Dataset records
***

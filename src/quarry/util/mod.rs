/*
 * Copyright (C) 2024 The Quarry Authors
 *
 * Licensed under the Apache License, Version 2.0 (the "License");
 * you may not use this file except in compliance with the License.
 * You may obtain a copy of the License at
 *
 * http://www.apache.org/licenses/LICENSE-2.0
 *
 * Unless required by applicable law or agreed to in writing, software
 * distributed under the License is distributed on an "AS IS" BASIS,
 * WITHOUT WARRANTIES OR CONDITIONS OF ANY KIND, either express or implied.
 * See the License for the specific language governing permissions and
 * limitations under the License.
 */

pub mod error;

use crate::quarry::util::error::{op_error, BoxError};

/// Splits a `namespace/name` work-queue key into its parts. A key without a
/// separator addresses a cluster-scoped object and yields an empty namespace.
pub fn split_meta_namespace_key(key: &str) -> Result<(&str, &str), BoxError> {
    match key.split_once('/') {
        Some((namespace, name)) if !name.is_empty() && !name.contains('/') => {
            Ok((namespace, name))
        }
        None if !key.is_empty() => Ok(("", key)),
        _ => Err(op_error(format!("unexpected key format: {:?}", key))),
    }
}

fn parse_version(version: &str) -> Option<(u64, u64, u64)> {
    let trimmed = version.trim().trim_start_matches('v');
    // Tolerate vendor suffixes such as "1.17.2+k3s1".
    let core = trimmed
        .split(|c: char| c == '+' || c == '-')
        .next()
        .unwrap_or(trimmed);
    let mut parts = core.split('.');
    let major = parts.next()?.parse().ok()?;
    let minor = parts.next()?.parse().ok()?;
    let patch = parts.next().map_or(Some(0), |p| p.parse().ok())?;
    Some((major, minor, patch))
}

/// Compares two `vMAJOR.MINOR.PATCH` strings. Unparseable versions compare
/// as "not at least" so callers fall back to the older behavior.
pub fn is_version_at_least(version: &str, minimum: &str) -> bool {
    match (parse_version(version), parse_version(minimum)) {
        (Some(current), Some(min)) => current >= min,
        _ => false,
    }
}
/*
 * Copyright (C) 2024 The Quarry Authors
 *
 * Licensed under the Apache License, Version 2.0 (the "License");
 * you may not use this file except in compliance with the License.
 * You may obtain a copy of the License at
 *
 * http://www.apache.org/licenses/LICENSE-2.0
 *
 * Unless required by applicable law or agreed to in writing, software
 * distributed under the License is distributed on an "AS IS" BASIS,
 * WITHOUT WARRANTIES OR CONDITIONS OF ANY KIND, either express or implied.
 * See the License for the specific language governing permissions and
 * limitations under the License.
 */

use std::sync::Arc;

use crate::quarry::api::types::{DiskSpec, DiskStatus, SettingName};
use crate::quarry::datastore::{DataStore, DataStoreError};

/// Projection of a disk used by the admission predicate.
#[derive(Debug, Clone, PartialEq, Eq)]
pub struct DiskSchedulingInfo {
    pub storage_maximum: i64,
    pub storage_available: i64,
    pub storage_reserved: i64,
    pub storage_scheduled: i64,
    pub minimal_available_percentage: i64,
}

/// Decides whether replicas fit on a disk. The cluster-wide placement logic
/// lives elsewhere; this predicate only answers per-disk admission.
pub struct ReplicaScheduler {
    ds: Arc<DataStore>,
}

impl ReplicaScheduler {
    pub fn new(ds: Arc<DataStore>) -> Self {
        Self { ds }
    }

    pub fn get_disk_scheduling_info(
        &self,
        disk: &DiskSpec,
        status: &DiskStatus,
    ) -> Result<DiskSchedulingInfo, DataStoreError> {
        let minimal_available_percentage = self
            .ds
            .get_setting_as_int(SettingName::StorageMinimalAvailablePercentage)?;
        Ok(DiskSchedulingInfo {
            storage_maximum: status.storage_maximum,
            storage_available: status.storage_available,
            storage_reserved: disk.storage_reserved,
            storage_scheduled: status.storage_scheduled,
            minimal_available_percentage,
        })
    }

    /// A replica of `required_size` fits iff the space left after placing it
    /// stays above both the operator reservation and the minimal-available
    /// floor. Called with zeros to classify the disk itself.
    pub fn is_schedulable_to_disk(
        &self,
        required_size: i64,
        _required_reserved: i64,
        info: &DiskSchedulingInfo,
    ) -> bool {
        let percentage_floor = (info.storage_maximum as i128
            * info.minimal_available_percentage as i128
            / 100) as i64;
        let floor = info.storage_reserved.max(percentage_floor);
        info.storage_available - required_size >= floor
    }
}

***

__Work required__. A complete and exact reproduction of the data is needed.

__Written response__.
filename src/quarry/util/mod.rs
/*
 * Copyright (C) 2024 The Quarry Authors
 *
 * Licensed under the Apache License, Version 2.0 (the "License");
 * you may not use this file except in compliance with the License.
 * You may obtain a copy of the License at
 *
 * http://www.apache.org/licenses/LICENSE-2.0
 *
 * Unless required by applicable law or agreed to in writing, software
 * distributed under the License is distributed on an "AS IS" BASIS,
 * WITHOUT WARRANTIES OR CONDITIONS OF ANY KIND, either express or implied.
 * See the License for the specific language governing permissions and
 * limitations under the License.
 */

pub mod error;

use crate::quarry::util::error::{op_error, BoxError};

/// Splits a `namespace/name` work-queue key into its parts. A key without a
/// separator addresses a cluster-scoped object and yields an empty namespace.
pub fn split_meta_namespace_key(key: &str) -> Result<(&str, &str), BoxError> {
    match key.split_once('/') {
        Some((namespace, name)) if !name.is_empty() && !name.contains('/') => {
            Ok((namespace, name))
        }
        None if !key.is_empty() => Ok(("", key)),
        _ => Err(op_error(format!("unexpected key format: {:?}", key))),
    }
}

fn parse_version(version: &str) -> Option<(u64, u64, u64)> {
    let trimmed = version.trim().trim_start_matches('v');
    // Tolerate vendor suffixes such as "1.17.2+k3s1".
    let core = trimmed
        .split(|c: char| c == '+' || c == '-')
        .next()
        .unwrap_or(trimmed);
    let mut parts = core.split('.');
    let major = parts.next()?.parse().ok()?;
    let minor = parts.next()?.parse().ok()?;
    let patch = parts.next().map_or(Some(0), |p| p.parse().ok())?;
    Some((major, minor, patch))
}

/// Compares two `vMAJOR.MINOR.PATCH` strings. Unparseable versions compare
/// as "not at least" so callers fall back to the older behavior.
pub fn is_version_at_least(version: &str, minimum: &str) -> bool {
    match (parse_version(version), parse_version(minimum)) {
        (Some(current), Some(min)) => current >= min,
        _ => false,
    }
}
/*
 * Copyright (C) 2024 The Quarry Authors
 *
 * Licensed under the Apache License, Version 2.0 (the "License");
 * you may not use this file except in compliance with the License.
 * You may obtain a copy of the License at
 *
 * http://www.apache.org/licenses/LICENSE-2.0
 *
 * Unless required by applicable law or agreed to in writing, software
 * distributed under the License is distributed on an "AS IS" BASIS,
 * WITHOUT WARRANTIES OR CONDITIONS OF ANY KIND, either express or implied.
 * See the License for the specific language governing permissions and
 * limitations under the License.
 */

use std::sync::Arc;

use crate::quarry::api::types::{DiskSpec, DiskStatus, SettingName};
use crate::quarry::datastore::{DataStore, DataStoreError};

/// Projection of a disk used by the admission predicate.
#[derive(Debug, Clone, PartialEq, Eq)]
pub struct DiskSchedulingInfo {
    pub storage_maximum: i64,
    pub storage_available: i64,
    pub storage_reserved: i64,
    pub storage_scheduled: i64,
    pub minimal_available_percentage: i64,
}

/// Decides whether replicas fit on a disk. The cluster-wide placement logic
/// lives elsewhere; this predicate only answers per-disk admission.
pub struct ReplicaScheduler {
    ds: Arc<DataStore>,
}

impl ReplicaScheduler {
    pub fn new(ds: Arc<DataStore>) -> Self {
        Self { ds }
    }

    pub fn get_disk_scheduling_info(
        &self,
        disk: &DiskSpec,
        status: &DiskStatus,
    ) -> Result<DiskSchedulingInfo, DataStoreError> {
        let minimal_available_percentage = self
            .ds
            .get_setting_as_int(SettingName::StorageMinimalAvailablePercentage)?;
        Ok(DiskSchedulingInfo {
            storage_maximum: status.storage_maximum,
            storage_available: status.storage_available,
            storage_reserved: disk.storage_reserved,
            storage_scheduled: status.storage_scheduled,
            minimal_available_percentage,
        })
    }

    /// A replica of `required_size` fits iff the space left after placing it
    /// stays above both the operator reservation and the minimal-available
    /// floor. Called with zeros to classify the disk itself.
    pub fn is_schedulable_to_disk(
        &self,
        required_size: i64,
        _required_reserved: i64,
        info: &DiskSchedulingInfo,
    ) -> bool {
        let percentage_floor = (info.storage_maximum as i128
            * info.minimal_available_percentage as i128
            / 100) as i64;
        let floor = info.storage_reserved.max(percentage_floor);
        info.storage_available - required_size >= floor
    }
}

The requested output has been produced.